> TASK REQUIREMENTS
Search the listing below for the word "ListState" and copy each line that holds it.

> EXTRACTED MATERIAL

use ratatui::Frame;
use ratatui::layout::{Constraint, Layout, Rect};
use ratatui::style::{Color, Style, Stylize};
use ratatui::text::{Line, Span};
use ratatui::widgets::{Block, Borders, Clear, List, ListItem, ListState, Paragraph};
use unicode_width::UnicodeWidthChar;

use crate::palette::PaletteView;

use super::layout::centered_rect;
use super::text::fit_width;

const PROMPT: &str = " > ";
const SELECTED_BG: Color = Color::Rgb(45, 45, 50);

/// Centered popup with the input row, an optional hint row and the candidates.
pub fn draw_palette_overlay(frame: &mut Frame<'_>, area: Rect, view: &PaletteView) {
    if area.is_empty() {
        return;
    }
    let popup = centered_rect(area, area.width.min(72), area.height.clamp(7, 24));
    let block = Block::default()
        .title(format!(" {} ", view.title))
        .borders(Borders::ALL)
        .border_style(Style::default().fg(Color::DarkGray));
    let inner = block.inner(popup);
    frame.render_widget(Clear, popup);
    frame.render_widget(block, popup);
    if inner.height < 3 {
        return;
    }

    let hint = view.assistive_text.as_deref().filter(|text| !text.is_empty());
    let [input_row, rule_row, hint_row, list_area] = Layout::vertical([
        Constraint::Length(1),
        Constraint::Length(1),
        Constraint::Length(u16::from(hint.is_some())),
        Constraint::Min(1),
    ])
    .areas(inner);

    frame.render_widget(
        Paragraph::new(input_line(&view.input, view.cursor, usize::from(inner.width))),
        input_row,
    );
    frame.render_widget(
        Paragraph::new("─".repeat(usize::from(inner.width))).fg(Color::DarkGray),
        rule_row,
    );
    if let Some(hint) = hint {
        frame.render_widget(
            Paragraph::new(format!("   {hint}")).fg(Color::DarkGray),
            hint_row,
        );
    }

    let label_room = usize::from(inner.width).saturating_sub(3);
    let items = view.items.iter().map(|item| {
        let mut spans = vec![Span::raw(fit_width(&item.label, label_room).into_owned())];
        if let Some(detail) = &item.detail {
            spans.push(Span::raw("  "));
            spans.push(Span::styled(detail.clone(), Style::default().fg(Color::DarkGray)));
        }
        ListItem::new(Line::from(spans))
    });
    let list = List::new(items)
        .highlight_symbol(" ┃ ")
        .highlight_spacing(ratatui::widgets::HighlightSpacing::Always)
        .highlight_style(Style::default().bg(SELECTED_BG));
    // ListState scrolls the window so the selection stays visible.
    let mut state = ListState::default().with_selected(
        (!view.items.is_empty()).then(|| view.selected_idx.min(view.items.len() - 1)),
    );
    frame.render_stateful_widget(list, list_area, &mut state);
}

/// Prompt plus the visible slice of the input, with a reversed cell as the
/// caret. `cursor` is in display columns; the text scrolls to keep it shown.
pub(crate) fn input_line(input: &str, cursor: usize, width: usize) -> Line<'static> {
    let room = width.saturating_sub(PROMPT.len()).max(1);
    let scroll = cursor.saturating_sub(room - 1);
    let mut spans = vec![Span::styled(PROMPT, Style::default().fg(Color::White))];
    let mut column = 0;
    let mut caret_drawn = false;
    for ch in input.chars() {
        let start = column;
        column += ch.width().unwrap_or(0);
        if start < scroll {
            continue;
        }
        if column - scroll > room {
            break;
        }
        let at_caret = start == cursor;
        caret_drawn |= at_caret;
        let span = Span::raw(ch.to_string());
        spans.push(if at_caret { span.reversed() } else { span });
    }
    if !caret_drawn {
        spans.push(Span::raw(" ").reversed());
    }
    Line::from(spans)
}

#[cfg(test)]
mod tests {
    use ratatui::Terminal;
    use ratatui::backend::TestBackend;
    use ratatui::layout::Rect;
    use ratatui::style::Modifier;

    use crate::palette::{PaletteItemView, PaletteKind, PaletteView};

    use super::{draw_palette_overlay, input_line};

    fn view(input: &str, cursor: usize, selected_idx: usize, count: usize) -> PaletteView {
        PaletteView {
            title: "Search artworks".to_string(),
            kind: PaletteKind::Works,
            input: input.to_string(),
            cursor,
            assistive_text: Some("Enter: open  Esc: close".to_string()),
            items: (0..count)
                .map(|idx| PaletteItemView {
                    label: format!("Work {idx}"),
                    detail: Some("2024".to_string()),
                    selected: idx == selected_idx,
                })
                .collect(),
            selected_idx,
        }
    }

    fn render(view: &PaletteView, width: u16, height: u16) -> String {
        let mut terminal =
            Terminal::new(TestBackend::new(width, height)).expect("test terminal should initialize");
        terminal
            .draw(|frame| draw_palette_overlay(frame, Rect::new(0, 0, width, height), view))
            .expect("draw should pass");
        let buffer = terminal.backend().buffer();
        let mut text = String::new();
        for y in 0..height {
            for x in 0..width {
                text.push_str(buffer[(x, y)].symbol());
            }
            text.push('\n');
        }
        text
    }

    fn is_caret(line: &ratatui::text::Line<'_>, idx: usize) -> bool {
        line.spans[idx].style.add_modifier.contains(Modifier::REVERSED)
    }

    #[test]
    fn caret_sits_on_the_character_at_the_cursor() {
        let line = input_line("abc", 1, 12);
        assert_eq!(line.spans[2].content.as_ref(), "b");
        assert!(is_caret(&line, 2));
        assert!(!is_caret(&line, 1));
    }

    #[test]
    fn caret_at_end_is_a_trailing_block() {
        let line = input_line("abc", 3, 12);
        assert_eq!(line.spans.len(), 5);
        assert_eq!(line.spans[4].content.as_ref(), " ");
        assert!(is_caret(&line, 4));
    }

    #[test]
    fn long_input_scrolls_to_keep_the_caret_visible() {
        let line = input_line("abcdefghij", 10, 8);
        let shown: String = line.spans[1..].iter().map(|span| span.content.as_ref()).collect();
        assert_eq!(shown, "ghij ");
    }

    #[test]
    fn wide_characters_render_without_panic() {
        let text = render(&view("あい", 2, 0, 1), 30, 10);
        assert!(text.contains("Work 0"));
    }

    #[test]
    fn overlay_shows_title_hint_and_details() {
        let text = render(&view("wo", 2, 0, 3), 50, 12);
        assert!(text.contains("Search artworks"));
        assert!(text.contains("Enter: open"));
        assert!(text.contains("Work 1  2024"));
    }

    #[test]
    fn selection_below_the_fold_is_scrolled_into_view() {
        let text = render(&view("", 0, 19, 20), 50, 12);
        assert!(text.contains("Work 19"));
        assert!(!text.contains("Work 0 "));
    }
}
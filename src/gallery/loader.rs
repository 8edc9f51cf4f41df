use std::collections::HashMap;
use std::fs;
use std::io::Read;
use std::sync::Arc;
use std::time::{Duration, Instant};

use tokio::runtime::{Builder, Handle, Runtime};
use tracing::{debug, warn};

use crate::catalog::ImageSource;
use crate::error::{AppError, AppResult};

use super::frame::RgbaFrame;

const REMOTE_MAX_BYTES: u64 = 64 * 1024 * 1024;

/// Which consumer a load result belongs to.
#[derive(Debug, Clone, Copy, PartialEq, Eq, Hash)]
pub enum LoadSlot {
    Hero,
    Lightbox,
    Preload,
}

/// Identifies one load attempt. Controllers compare `attempt` to drop stale results.
#[derive(Debug, Clone, Copy, PartialEq, Eq, Hash)]
pub struct LoadTicket {
    pub slot: LoadSlot,
    pub attempt: u64,
}

#[derive(Debug)]
pub struct LoadResultEvent {
    pub task_id: u64,
    pub ticket: LoadTicket,
    pub work: usize,
    pub result: AppResult<RgbaFrame>,
    pub elapsed: Duration,
}

/// Blocking fetch + decode of one image. Runs on the blocking pool.
pub trait ImageFetcher: Send + Sync {
    fn fetch(&self, source: &ImageSource) -> AppResult<RgbaFrame>;
}

/// Reads local files directly and remote URLs through a blocking HTTP client.
pub struct DefaultImageFetcher {
    client: reqwest::blocking::Client,
}

impl DefaultImageFetcher {
    pub fn new(timeout: Duration) -> AppResult<Self> {
        let client = reqwest::blocking::Client::builder()
            .timeout(timeout)
            .user_agent(concat!("folio/", env!("CARGO_PKG_VERSION")))
            .build()
            .map_err(|err| AppError::unsupported(format!("http client unavailable: {err}")))?;
        Ok(Self { client })
    }

    fn fetch_remote(&self, url: &str) -> AppResult<Vec<u8>> {
        let response = self
            .client
            .get(url)
            .send()
            .and_then(reqwest::blocking::Response::error_for_status)
            .map_err(|source| AppError::image_load(url, source))?;
        let mut bytes = Vec::new();
        response
            .take(REMOTE_MAX_BYTES)
            .read_to_end(&mut bytes)
            .map_err(|source| AppError::image_load(url, source))?;
        Ok(bytes)
    }
}

impl ImageFetcher for DefaultImageFetcher {
    fn fetch(&self, source: &ImageSource) -> AppResult<RgbaFrame> {
        let locator = source.locator();
        let bytes = match source {
            ImageSource::File(path) => {
                fs::read(path).map_err(|err| AppError::image_load(&locator, err))?
            }
            ImageSource::Remote(url) => self.fetch_remote(url)?,
        };
        RgbaFrame::decode(&locator, &bytes)
    }
}

struct LoadRuntime {
    _owned: Option<Runtime>,
    handle: Handle,
}

impl LoadRuntime {
    fn new(worker_threads: usize) -> Self {
        if let Ok(handle) = Handle::try_current() {
            return Self {
                _owned: None,
                handle,
            };
        }

        let runtime = Builder::new_multi_thread()
            .worker_threads(worker_threads.max(1))
            .enable_all()
            .thread_name("folio-load")
            .build()
            .expect("load runtime should initialize");
        let handle = runtime.handle().clone();
        Self {
            _owned: Some(runtime),
            handle,
        }
    }
}

#[derive(Debug, Clone, Copy)]
struct InFlightLoad {
    ticket: LoadTicket,
    work: usize,
    canceled: bool,
}

/// Issues image loads behind a timeout and reports them over a channel.
///
/// There is no cancellation of the underlying read: a timed-out load may still
/// finish on the blocking pool, and its result is simply never delivered.
pub struct LoadWorker {
    result_tx: flume::Sender<LoadResultEvent>,
    result_rx: flume::Receiver<LoadResultEvent>,
    fetcher: Arc<dyn ImageFetcher>,
    runtime: LoadRuntime,
    timeout: Duration,
    in_flight: HashMap<u64, InFlightLoad>,
    next_task_id: u64,
}

impl LoadWorker {
    pub fn new(fetcher: Arc<dyn ImageFetcher>, timeout: Duration, worker_threads: usize) -> Self {
        let (result_tx, result_rx) = flume::unbounded();
        Self {
            result_tx,
            result_rx,
            fetcher,
            runtime: LoadRuntime::new(worker_threads),
            timeout,
            in_flight: HashMap::new(),
            next_task_id: 1,
        }
    }

    pub fn request(&mut self, ticket: LoadTicket, work: usize, source: ImageSource) -> u64 {
        let task_id = self.register(ticket, work);
        let fetcher = Arc::clone(&self.fetcher);
        let result_tx = self.result_tx.clone();
        let timeout = self.timeout;
        let handle = self.runtime.handle.clone();
        debug!(task_id, work, source = %source, ?ticket, "image load requested");

        self.runtime.handle.spawn(async move {
            let started = Instant::now();
            let locator = source.locator();
            let blocking = handle.spawn_blocking(move || fetcher.fetch(&source));
            let result = match tokio::time::timeout(timeout, blocking).await {
                Ok(Ok(result)) => result,
                Ok(Err(join_err)) => Err(AppError::unsupported(format!(
                    "image load task failed: {join_err}"
                ))),
                Err(_) => {
                    let after_ms = u64::try_from(timeout.as_millis()).unwrap_or(u64::MAX);
                    warn!(work, %locator, after_ms, "image load timed out");
                    Err(AppError::load_timeout(locator, after_ms))
                }
            };
            let _ = result_tx.send(LoadResultEvent {
                task_id,
                ticket,
                work,
                result,
                elapsed: started.elapsed(),
            });
        });
        task_id
    }

    /// Resolves a load from an already decoded frame through the same result path.
    pub fn resolve_ready(&mut self, ticket: LoadTicket, work: usize, frame: RgbaFrame) -> u64 {
        self.resolve(ticket, work, Ok(frame))
    }

    /// Fails a load that could not be started, e.g. a work without an image source.
    pub fn resolve_failed(&mut self, ticket: LoadTicket, work: usize, err: AppError) -> u64 {
        self.resolve(ticket, work, Err(err))
    }

    fn resolve(&mut self, ticket: LoadTicket, work: usize, result: AppResult<RgbaFrame>) -> u64 {
        let task_id = self.register(ticket, work);
        let _ = self.result_tx.send(LoadResultEvent {
            task_id,
            ticket,
            work,
            result,
            elapsed: Duration::ZERO,
        });
        task_id
    }

    /// Starts a background load into the cache unless one is already running.
    pub fn preload(&mut self, work: usize, source: ImageSource) -> bool {
        if self.is_loading(work) {
            return false;
        }
        self.request(
            LoadTicket {
                slot: LoadSlot::Preload,
                attempt: 0,
            },
            work,
            source,
        );
        true
    }

    pub fn is_loading(&self, work: usize) -> bool {
        self.in_flight
            .values()
            .any(|entry| entry.work == work && !entry.canceled)
    }

    /// Marks every pending load of `slot` as undeliverable.
    pub fn cancel_slot(&mut self, slot: LoadSlot) -> usize {
        let mut canceled = 0;
        for entry in self.in_flight.values_mut() {
            if entry.ticket.slot == slot && !entry.canceled {
                entry.canceled = true;
                canceled += 1;
            }
        }
        canceled
    }

    pub fn in_flight_len(&self) -> usize {
        self.in_flight.len()
    }

    pub fn accept_result_event(&mut self, event: LoadResultEvent) -> Option<LoadResultEvent> {
        let entry = self.in_flight.remove(&event.task_id)?;
        if entry.canceled {
            return None;
        }
        Some(event)
    }

    pub async fn recv_result(&mut self) -> Option<LoadResultEvent> {
        while let Ok(event) = self.result_rx.recv_async().await {
            if let Some(event) = self.accept_result_event(event) {
                return Some(event);
            }
        }
        None
    }

    pub fn try_recv_result(&mut self) -> Option<LoadResultEvent> {
        while let Ok(event) = self.result_rx.try_recv() {
            if let Some(event) = self.accept_result_event(event) {
                return Some(event);
            }
        }
        None
    }

    fn register(&mut self, ticket: LoadTicket, work: usize) -> u64 {
        let task_id = self.next_task_id;
        self.next_task_id = self.next_task_id.saturating_add(1);
        self.in_flight.insert(
            task_id,
            InFlightLoad {
                ticket,
                work,
                canceled: false,
            },
        );
        task_id
    }
}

> SOLUTION TO THE EXERCISE
use ratatui::widgets::{Block, Borders, Clear, List, ListItem, ListState, Paragraph};
    // ListState scrolls the window so the selection stays visible.
    let mut state = ListState::default().with_selected(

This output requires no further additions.